Legendary fund manager Li Lu (who Charlie Munger backed) once said, 'The biggest investment risk is not the volatility of prices, but whether you will suffer a permanent loss of capital.' It's only natural to consider a company's balance sheet when you examine how risky it is, since debt is often involved when a business collapses. As with many other companies Arr Planner Co., Ltd. (TSE:2983) makes use of debt. But the more important question is: how much risk is that debt creating?
Why Does Debt Bring Risk?
Generally speaking, debt only becomes a real problem when a company can't easily pay it off, either by raising capital or with its own cash flow. Ultimately, if the company can't fulfill its legal obligations to repay debt, shareholders could walk away with nothing. While that is not too common, we often do see indebted companies permanently diluting shareholders because lenders force them to raise capital at a distressed price. Of course, plenty of companies use debt to fund growth, without any negative consequences. When we think about a company's use of debt, we first look at cash and debt together.
Check out our latest analysis for Arr Planner
How Much Debt Does Arr Planner Carry?
You can click the graphic below for the historical numbers, but it shows that as of April 2024 Arr Planner had JP¥16.4b of debt, an increase on JP¥15.4b, over one year. However, it does have JP¥3.61b in cash offsetting this, leading to net debt of about JP¥12.8b.
How Healthy Is Arr Planner's Balance Sheet?
The latest balance sheet data shows that Arr Planner had liabilities of JP¥17.5b due within a year, and liabilities of JP¥4.23b falling due after that. Offsetting this, it had JP¥3.61b in cash and JP¥65.0m in receivables that were due within 12 months. So its liabilities outweigh the sum of its cash and (near-term) receivables by JP¥18.0b.

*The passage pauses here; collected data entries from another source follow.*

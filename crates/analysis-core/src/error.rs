use thiserror::Error;

#[derive(Error, Debug, Clone, PartialEq)]
pub enum AnalysisError {
    #[error("Unknown sector: {0}")]
    UnknownSector(String),

    #[error("Statement not found for {company_id} ({year})")]
    StatementNotFound { company_id: String, year: i32 },

    #[error("Insufficient data: {0}")]
    InsufficientData(String),

    #[error("Invalid data: {0}")]
    InvalidData(String),

    #[error("Configuration error: {0}")]
    ConfigError(String),

    #[error("Store error: {0}")]
    StoreError(String),

    #[error("Task failed: {0}")]
    TaskFailed(String),
}
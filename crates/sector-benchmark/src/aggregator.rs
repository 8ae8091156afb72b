//! Sector benchmark aggregation.
//!
//! Mean and sample standard deviation (N-1) of every indicator across the
//! companies of one bucket. Missing values are excluded per indicator, so
//! sample sizes can differ between indicators of the same benchmark.

use analysis_core::{
    stats, BenchmarkKey, BenchmarkOutcome, Category, ClassificationScheme, Horizon, IndicatorResult, IndicatorStats,
    SectorBenchmark,
};
use std::collections::{BTreeMap, HashSet};

use crate::config::BenchmarkConfig;

#[derive(Debug, Clone)]
pub struct BenchmarkAggregator {
    min_companies: usize,
}

impl BenchmarkAggregator {
    pub fn new(min_companies: usize) -> Self {
        Self { min_companies }
    }

    pub fn from_config(config: &BenchmarkConfig) -> Self {
        Self::new(config.min_companies)
    }

    pub fn min_companies(&self) -> usize {
        self.min_companies
    }

    /// Aggregate the results of one sector bucket.
    ///
    /// Results from another fiscal year and results without a single value
    /// do not contribute. A company counts once: its first result carrying
    /// values is kept. Fewer contributors than the
    /// configured minimum yields `InsufficientSample`.
    pub fn aggregate(
        &self,
        results: &[IndicatorResult],
        scheme: ClassificationScheme,
        sector_id: &str,
        year: i32,
        horizon: Horizon,
    ) -> BenchmarkOutcome {
        let key = BenchmarkKey::new(scheme, sector_id, year, horizon);

        let mut seen = HashSet::new();
        let contributors: Vec<&IndicatorResult> = results
            .iter()
            .filter(|r| {
                if r.year != year {
                    tracing::warn!("{}: dropping {} result from {}", key, r.company_id, r.year);
                    return false;
                }
                if !r.has_any_value() {
                    return false;
                }
                if !seen.insert(r.company_id.as_str()) {
                    tracing::warn!("{}: duplicate result for {}", key, r.company_id);
                    return false;
                }
                true
            })
            .collect();

        if contributors.len() < self.min_companies {
            tracing::info!(
                "{}: insufficient sample ({} of {} companies)",
                key,
                contributors.len(),
                self.min_companies
            );
            return BenchmarkOutcome::InsufficientSample {
                key,
                contributors: contributors.len(),
                required: self.min_companies,
            };
        }

        let mut samples: BTreeMap<Category, BTreeMap<String, Vec<f64>>> = BTreeMap::new();
        for result in &contributors {
            for category in Category::all() {
                for (name, indicator) in result.entries(category) {
                    if let Some(v) = indicator.value {
                        samples
                            .entry(category)
                            .or_default()
                            .entry(name.to_string())
                            .or_default()
                            .push(v);
                    }
                }
            }
        }

        let indicators: BTreeMap<Category, BTreeMap<String, IndicatorStats>> = samples
            .into_iter()
            .map(|(category, by_name)| {
                let per_name: BTreeMap<String, IndicatorStats> = by_name
                    .into_iter()
                    .filter_map(|(name, values)| {
                        let mean = stats::mean(&values)?;
                        Some((
                            name,
                            IndicatorStats {
                                mean,
                                std_dev: stats::sample_std_dev(&values),
                                sample_size: values.len(),
                            },
                        ))
                    })
                    .collect();
                (category, per_name)
            })
            .collect();

        tracing::debug!("{}: benchmark over {} companies", key, contributors.len());

        BenchmarkOutcome::Produced(SectorBenchmark {
            key,
            contributors: contributors.len(),
            indicators,
        })
    }
}

impl Default for BenchmarkAggregator {
    fn default() -> Self {
        Self::from_config(&BenchmarkConfig::default())
    }
}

The deficiency here weighs heavily on the JP¥6.09b company itself, as if a child were struggling under the weight of an enormous back-pack full of books, his sports gear, and a trumpet. So we definitely think shareholders need to watch this one closely. After all, Arr Planner would likely require a major re-capitalisation if it had to pay its creditors today.
We use two main ratios to inform us about debt levels relative to earnings. The first is net debt divided by earnings before interest, tax, depreciation, and amortization (EBITDA), while the second is how many times its earnings before interest and tax (EBIT) covers its interest expense (or its interest cover, for short). This way, we consider both the absolute quantum of the debt, as well as the interest rates paid on it.
Arr Planner has a rather high debt to EBITDA ratio of 12.8 which suggests a meaningful debt load. However, its interest coverage of 4.2 is reasonably strong, which is a good sign. The good news is that Arr Planner improved its EBIT by 4.9% over the last twelve months, thus gradually reducing its debt levels relative to its earnings. There's no doubt that we learn most about debt from the balance sheet. But it is Arr Planner's earnings that will influence how the balance sheet holds up in the future. So when considering debt, it's definitely worth looking at the earnings trend. Click here for an interactive snapshot.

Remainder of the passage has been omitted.